= Beginning of Section =

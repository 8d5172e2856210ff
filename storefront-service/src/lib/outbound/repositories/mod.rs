pub mod identity;
pub mod in_memory;
pub mod product;

pub use identity::PostgresIdentityRepository;
pub use in_memory::InMemoryIdentityRepository;
pub use in_memory::InMemoryProductRepository;
pub use product::PostgresProductRepository;
use std::sync::Arc;

use async_trait::async_trait;
use chrono::Utc;

use crate::domain::identity::models::IdentityId;
use crate::domain::product::errors::ProductError;
use crate::domain::product::models::CreateProductCommand;
use crate::domain::product::models::Product;
use crate::domain::product::models::ProductFilter;
use crate::domain::product::models::ProductId;
use crate::domain::product::models::UpdateProductCommand;
use crate::domain::product::ports::ProductRepository;
use crate::domain::product::ports::ProductServicePort;

/// Catalog service over an injected product repository.
pub struct ProductService<PR>
where
    PR: ProductRepository,
{
    repository: Arc<PR>,
}

impl<PR> ProductService<PR>
where
    PR: ProductRepository,
{
    pub fn new(repository: Arc<PR>) -> Self {
        Self { repository }
    }
}

#[async_trait]
impl<PR> ProductServicePort for ProductService<PR>
where
    PR: ProductRepository,
{
    async fn create_product(
        &self,
        command: CreateProductCommand,
        owner_id: IdentityId,
    ) -> Result<Product, ProductError> {
        let product = Product {
            id: ProductId::new(),
            name: command.name,
            price: command.price,
            category: command.category,
            description: command.description,
            image_url: command.image_url,
            owner_id,
            created_at: Utc::now(),
        };

        let created = self.repository.create(product).await?;
        tracing::info!(product_id = %created.id, owner_id = %created.owner_id, "Product created");

        Ok(created)
    }

    async fn list_products(&self, filter: ProductFilter) -> Result<Vec<Product>, ProductError> {
        self.repository.list(&filter).await
    }

    async fn get_product(&self, id: &ProductId) -> Result<Product, ProductError> {
        self.repository
            .find_by_id(id)
            .await?
            .ok_or(ProductError::NotFound(id.to_string()))
    }

    async fn update_product(
        &self,
        id: &ProductId,
        command: UpdateProductCommand,
    ) -> Result<Product, ProductError> {
        let mut product = self.get_product(id).await?;

        if let Some(name) = command.name {
            product.name = name;
        }
        if let Some(price) = command.price {
            product.price = price;
        }
        if let Some(category) = command.category {
            product.category = category;
        }
        if let Some(description) = command.description {
            product.description = Some(description);
        }
        if let Some(image_url) = command.image_url {
            product.image_url = Some(image_url);
        }

        let updated = self.repository.update(product).await?;
        tracing::info!(product_id = %updated.id, "Product updated");

        Ok(updated)
    }

    async fn delete_product(&self, id: &ProductId) -> Result<(), ProductError> {
        self.repository.delete(id).await?;
        tracing::info!(product_id = %id, "Product deleted");
        Ok(())
    }
}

= End of Section =

> **Activity**: Quote the data above from the line containing "use crate::domain::identity::models::IdentityId;" to the line containing "injected product repository.", inclusive, and stop.

> **Final answer**:
use crate::domain::identity::models::IdentityId;
use crate::domain::product::errors::ProductError;
use crate::domain::product::models::CreateProductCommand;
use crate::domain::product::models::Product;
use crate::domain::product::models::ProductFilter;
use crate::domain::product::models::ProductId;
use crate::domain::product::models::UpdateProductCommand;
use crate::domain::product::ports::ProductRepository;
use crate::domain::product::ports::ProductServicePort;

/// Catalog service over an injected product repository.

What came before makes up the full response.